Generally speaking, in the insurance context a lien is a right to money that a third person may eventually get. Others describe it as a property right which remains attached to an object tht has been sold, but not totally paid for, until complete payment has been made. Another way of putting it is, a hold or claim which one person has upon the property of another as a security for some debt or charge.

In the insurance world a lien normally arises where some person or business causes injury to someone. After the injury, the injured person seeks and receives medical care that his personal health insurance pays for. When this occurs the health insurance company will usually have a subrogation lien against the person or business that caused the injury.

Here is a question a resident of Mansfield, Grand Prairie, Arlington, De Soto, Hurst, Benbrook, Burleson, Fort Worth, or any other city in Texas might ask. What happens if my insurance company goes bankrupt?

First of all, insurance companies that have financial problems do not go into or declare bankruptcy. Financially insolvent insurance companies go into receivorship. The Texas Insurance Code, Section 443.004, defines receivorship as any liquidation, rehabilitation, or ancillary conservation.

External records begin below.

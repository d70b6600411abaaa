// Groth16 verification, one prepared key per circuit
use std::collections::HashMap;
use std::path::Path;
use std::sync::Arc;

use ark_bn254::Bn254;
use ark_groth16::{Groth16, PreparedVerifyingKey, Proof, VerifyingKey};
use ark_serialize::CanonicalDeserialize;
use ark_snark::SNARK;
use tokio::fs;
use tracing::{debug, info, warn};

use super::public_inputs::{CircuitProof, PublicInputs};
use super::{CircuitKind, Result, ZkpError};
use crate::crypto::BaseField;

/// Verifier for one circuit. Any malformed proof is simply invalid.
pub trait CircuitVerifier: Send + Sync {
    fn kind(&self) -> CircuitKind;

    fn verify(&self, proof: &[u8], public_inputs: &[BaseField]) -> bool;
}

pub struct Groth16Verifier {
    kind: CircuitKind,
    pvk: PreparedVerifyingKey<Bn254>,
}

impl Groth16Verifier {
    pub fn new(kind: CircuitKind, vk: &VerifyingKey<Bn254>) -> Self {
        Self {
            kind,
            pvk: ark_groth16::prepare_verifying_key(vk),
        }
    }

    pub fn from_bytes(kind: CircuitKind, vk_bytes: &[u8]) -> Result<Self> {
        let vk = VerifyingKey::<Bn254>::deserialize_compressed(vk_bytes)
            .map_err(|e| ZkpError::Serialization(format!("VK deserialization error for {}: {}", kind, e)))?;
        Ok(Self::new(kind, &vk))
    }
}

impl CircuitVerifier for Groth16Verifier {
    fn kind(&self) -> CircuitKind {
        self.kind
    }

    fn verify(&self, proof_bytes: &[u8], public_inputs: &[BaseField]) -> bool {
        if public_inputs.len() != self.kind.arity() {
            warn!(
                "Public input arity mismatch for {}: {} != {}",
                self.kind,
                public_inputs.len(),
                self.kind.arity()
            );
            return false;
        }

        let proof = match Proof::<Bn254>::deserialize_compressed(proof_bytes) {
            Ok(proof) => proof,
            Err(e) => {
                debug!("Malformed {} proof: {}", self.kind, e);
                return false;
            }
        };

        Groth16::<Bn254>::verify_with_processed_vk(&self.pvk, public_inputs, &proof).unwrap_or(false)
    }
}

/// All circuit verifiers the swap engine consults
#[derive(Clone, Default)]
pub struct VerifierSet {
    verifiers: HashMap<CircuitKind, Arc<dyn CircuitVerifier>>,
}

impl VerifierSet {
    pub fn new() -> Self {
        Self::default()
    }

    pub fn insert(&mut self, verifier: Arc<dyn CircuitVerifier>) {
        self.verifiers.insert(verifier.kind(), verifier);
    }

    pub fn with(mut self, verifier: Arc<dyn CircuitVerifier>) -> Self {
        self.insert(verifier);
        self
    }

    pub fn contains(&self, kind: CircuitKind) -> bool {
        self.verifiers.contains_key(&kind)
    }

    pub fn kinds(&self) -> Vec<CircuitKind> {
        let mut kinds: Vec<_> = self.verifiers.keys().copied().collect();
        kinds.sort();
        kinds
    }

    /// Verify raw bytes against a flattened input vector
    pub fn verify_raw(&self, kind: CircuitKind, proof: &[u8], public_inputs: &[BaseField]) -> Result<()> {
        let verifier = self.verifiers.get(&kind).ok_or(ZkpError::MissingKey(kind))?;
        if public_inputs.len() != kind.arity() {
            return Err(ZkpError::ArityMismatch {
                kind,
                expected: kind.arity(),
                actual: public_inputs.len(),
            });
        }
        if !verifier.verify(proof, public_inputs) {
            return Err(ZkpError::Rejected(kind));
        }
        Ok(())
    }

    pub fn verify<P: PublicInputs>(&self, proof: &CircuitProof<P>) -> Result<()> {
        self.verify_raw(P::KIND, &proof.proof, &proof.inputs.to_fields())
    }

    /// Load every `<circuit>.vk` present in `keys_dir`
    pub async fn load_dir(keys_dir: &Path) -> Result<Self> {
        let mut set = Self::new();
        for kind in CircuitKind::ALL {
            let vk_path = keys_dir.join(format!("{}.vk", kind.id()));
            if !vk_path.exists() {
                warn!("No verifying key for {} in {:?}", kind, keys_dir);
                continue;
            }
            let vk_bytes = fs::read(&vk_path)
                .await
                .map_err(|e| ZkpError::Io(format!("Failed to read VK {:?}: {}", vk_path, e)))?;
            set.insert(Arc::new(Groth16Verifier::from_bytes(kind, &vk_bytes)?));
            info!("🔑 Loaded verifying key for {}", kind);
        }
        Ok(set)
    }
}

impl std::fmt::Debug for VerifierSet {
    fn fmt(&self, f: &mut std::fmt::Formatter<'_>) -> std::fmt::Result {
        f.debug_struct("VerifierSet").field("kinds", &self.kinds()).finish()
    }
}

Companies that write insurance policies in Texas are heavily regulated, and the Texas Legislature has provided numerous safeguards to protect the residents listed above against insurance company insolvency. The Texas Property and Casualty Insurance Guaranty Act is found in the Texas Insurance Code, Chapter 462. Also see, Texas Transportation Code, Section 643.105. (This section 643.105, deals with commercial carriers on the highway such as the companies that insure 18-wheelers) In connection with these statutory safeguards, Article 5.06-1 of the Texas Insurance Code requires the definition of “uninsured motorist” to include a vehicle for which the liability carrier is or becomes insolvent. Furthermore, the Texas Property and Casualty Insurance Act provides further protection for the public against failure of licensed insurance companies as a result of insolvency.